The financial services provider says schemes experienced lower claims resulting in higher reserves despite a general slowdown in economic growth and rising unemployment.
Health branch head of technical and actuarial consulting solutions at Alexforbes, Paresh Prema, says since the inception of the index in 2006, the company noted that medical scheme uptake increased gradually over the years until 2019, when it remained unchanged before experiencing the 1% drop in 2020.
“What we found is that the experience has not been as harsh as we expected against the backdrop of a rising unemployment rate, retrenchment and halted business operations due to the lockdown levels,” he adds.
Losses and gains
The index confirmed that the industry’s net decline of 18 375 members over the 2020 financial year was driven by the decrease in Discovery Health Medical Scheme membership, which shrank by 18 483 principal members.
The Government Employees Medical Scheme (Gems) however counteracted the decrease with its growth of 11 175 principal members in this period.
According to the overview, there were 76 registered medical schemes in South Africa at the end of 2020.
Alexforbes Health reports that 63 of the 76 schemes (82.9%) achieved an operating surplus in 2020 compared to 35.1% in 2019.
Moreover, the index indicated that the industry has grown by 1.5 million principal members and 2.3 million beneficiaries since 2000.
“South Africa, at the end of 2020, served a total of 4 million principal members and 8.9 million beneficiaries,” adds the report.
Prema says the 40% solvency rate found in 2020 is of significance given the 25% standard rate. The sustainability index recorded a 40.7% average solvency rate across all schemes at the end of December 2020, compared to 31.6% in the prior year.
Facts and figures
The index, which assesses the performance of several medical schemes against metrics including size and average age, found that individual schemes increased in 2020 and that the average age of all beneficiaries was 33.6 years, almost 1% higher than in 2019 when the average was 33.3 years.
The average age for open schemes increased from 34.9 years in 2019 to 35.3 years in 2020, while it also marginally rose for restricted schemes to 31.5 years from 31.3 years in 2019.
The company observed that the increase in the average beneficiary age should encourage schemes to attract young members.
“This is because young members claim less than older members, owing largely to the fact that acute medical conditions that require extensive, and often expensive, long-term treatment are more prevalent in the older population,” it adds.
The bigger, the better
Alexforbes notes that the size of a medical scheme matters due to the stability and predictability offered to members.
This, coupled with lower volatility in claims, and greater negotiating powers in procuring cheaper medical services, contributes towards a higher sustainability index score.
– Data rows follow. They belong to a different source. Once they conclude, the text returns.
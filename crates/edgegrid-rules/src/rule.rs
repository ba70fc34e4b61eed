//! Rule model: operators, conditions, scope.

use std::collections::HashMap;

use serde::{Deserialize, Serialize};

use edgegrid_state::{DecisionKind, EntityKind};

use crate::error::{RulesError, RulesResult};

/// Comparison between a field value and a condition threshold.
#[derive(Debug, Clone, Copy, Serialize, Deserialize, PartialEq, Eq)]
pub enum Operator {
    #[serde(rename = "=")]
    Equal,
    #[serde(rename = "<")]
    Less,
    #[serde(rename = ">")]
    Greater,
    #[serde(rename = "<=")]
    LessOrEqual,
    #[serde(rename = ">=")]
    GreaterOrEqual,
    #[serde(rename = "!=", alias = "≠")]
    NotEqual,
}

impl Operator {
    pub fn holds(self, value: f64, threshold: f64) -> bool {
        match self {
            Operator::Equal => value == threshold,
            Operator::Less => value < threshold,
            Operator::Greater => value > threshold,
            Operator::LessOrEqual => value <= threshold,
            Operator::GreaterOrEqual => value >= threshold,
            Operator::NotEqual => value != threshold,
        }
    }
}

/// Which derived value of a field a condition looks at.
#[derive(Debug, Clone, Copy, Serialize, Deserialize, PartialEq, Eq, Default)]
pub enum ValueMode {
    #[default]
    #[serde(rename = "effective-val")]
    EffectiveVal,
    #[serde(rename = "avg-val")]
    AvgVal,
    #[serde(rename = "deviation-%-on-avg-val")]
    DeviationOnAvgVal,
    #[serde(rename = "deviation-%-on-last-val")]
    DeviationOnLastVal,
}

impl ValueMode {
    pub fn suffix(self) -> &'static str {
        match self {
            ValueMode::EffectiveVal => "effective-val",
            ValueMode::AvgVal => "avg-val",
            ValueMode::DeviationOnAvgVal => "deviation-%-on-avg-val",
            ValueMode::DeviationOnLastVal => "deviation-%-on-last-val",
        }
    }
}

/// `field[mode] operator value`.
#[derive(Debug, Clone, Serialize, Deserialize, PartialEq)]
pub struct Condition {
    pub field: String,
    #[serde(default)]
    pub mode: ValueMode,
    pub operator: Operator,
    pub value: f64,
}

impl Condition {
    /// Name of the derived field this condition reads.
    pub fn key(&self) -> String {
        format!("{}-{}", self.field, self.mode.suffix())
    }

    /// A missing field never satisfies a condition.
    pub fn holds(&self, fields: &HashMap<String, f64>) -> bool {
        fields
            .get(&self.key())
            .is_some_and(|&v| self.operator.holds(v, self.value))
    }
}

/// Which entities a rule applies to.
#[derive(Debug, Clone, Serialize, Deserialize, PartialEq, Default)]
#[serde(rename_all = "snake_case")]
pub enum RuleScope {
    /// Every entity of the rule's kind.
    #[default]
    Generic,
    /// Host addresses, container ids or service names.
    Entities(Vec<String>),
}

#[derive(Debug, Clone, Serialize, Deserialize, PartialEq)]
pub struct Rule {
    pub id: u64,
    #[serde(default)]
    pub name: String,
    pub kind: EntityKind,
    #[serde(default)]
    pub scope: RuleScope,
    pub conditions: Vec<Condition>,
    pub decision: DecisionKind,
    /// Lower value = higher precedence.
    pub priority: i32,
    #[serde(default = "default_true")]
    pub enabled: bool,
}

fn default_true() -> bool {
    true
}

impl Rule {
    pub fn validate(&self) -> RulesResult<()> {
        if self.conditions.is_empty() {
            return Err(RulesError::Invalid {
                id: self.id,
                reason: "rule has no conditions".to_string(),
            });
        }
        if !self.decision.applies_to(self.kind) {
            return Err(RulesError::Invalid {
                id: self.id,
                reason: format!("decision {} does not apply to {} rules", self.decision, self.kind),
            });
        }
        if let RuleScope::Entities(ids) = &self.scope
            && ids.is_empty()
        {
            return Err(RulesError::Invalid {
                id: self.id,
                reason: "entity-specific rule names no entity".to_string(),
            });
        }
        Ok(())
    }

    pub fn is_generic(&self) -> bool {
        self.scope == RuleScope::Generic
    }

    /// Whether this entity-specific rule names any of the given keys.
    pub fn targets_any(&self, keys: &[&str]) -> bool {
        match &self.scope {
            RuleScope::Generic => false,
            RuleScope::Entities(ids) => ids.iter().any(|id| keys.contains(&id.as_str())),
        }
    }

    /// All conditions hold against the derived fields.
    pub fn fires(&self, fields: &HashMap<String, f64>) -> bool {
        self.enabled
            && !self.conditions.is_empty()
            && self.conditions.iter().all(|c| c.holds(fields))
    }
}
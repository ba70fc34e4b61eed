//! edgegrid-state — embedded state store for EdgeGrid.
//!
//! Backed by [redb](https://docs.rs/redb), provides persistent and in-memory
//! storage for the fleet inventory (hosts, cloud instances, containers,
//! services) and for the decision engine's bookkeeping (field statistics,
//! event counters, executed decisions, monitoring log).
//!
//! # Architecture
//!
//! All domain types are JSON-serialized into redb's `&[u8]` value columns.
//! Per-entity records use `{entity}:{suffix}` keys so that everything
//! belonging to one host or container can be found with a prefix scan.
//!
//! The `StateStore` is `Clone` + `Send` + `Sync` (backed by `Arc<Database>`)
//! and can be shared across async tasks.

pub mod error;
pub mod store;
pub mod tables;
pub mod types;

pub use error::{StateError, StateResult};
pub use store::StateStore;
pub use types::*;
However, the financial services provider reported that small schemes can be a sustainable source of affordable and comprehensive benefits to members.
Prema says Alexforbes Health anticipates a growth in membership.
“We would like to see the opportunity for affordability and low-cost options. These medical aid schemes are for the benefit of members.
“The idea is not to ignore the public sector but for the private sector to acknowledge its role in providing a service to those who can afford it, without placing any additional strain on the public sector.”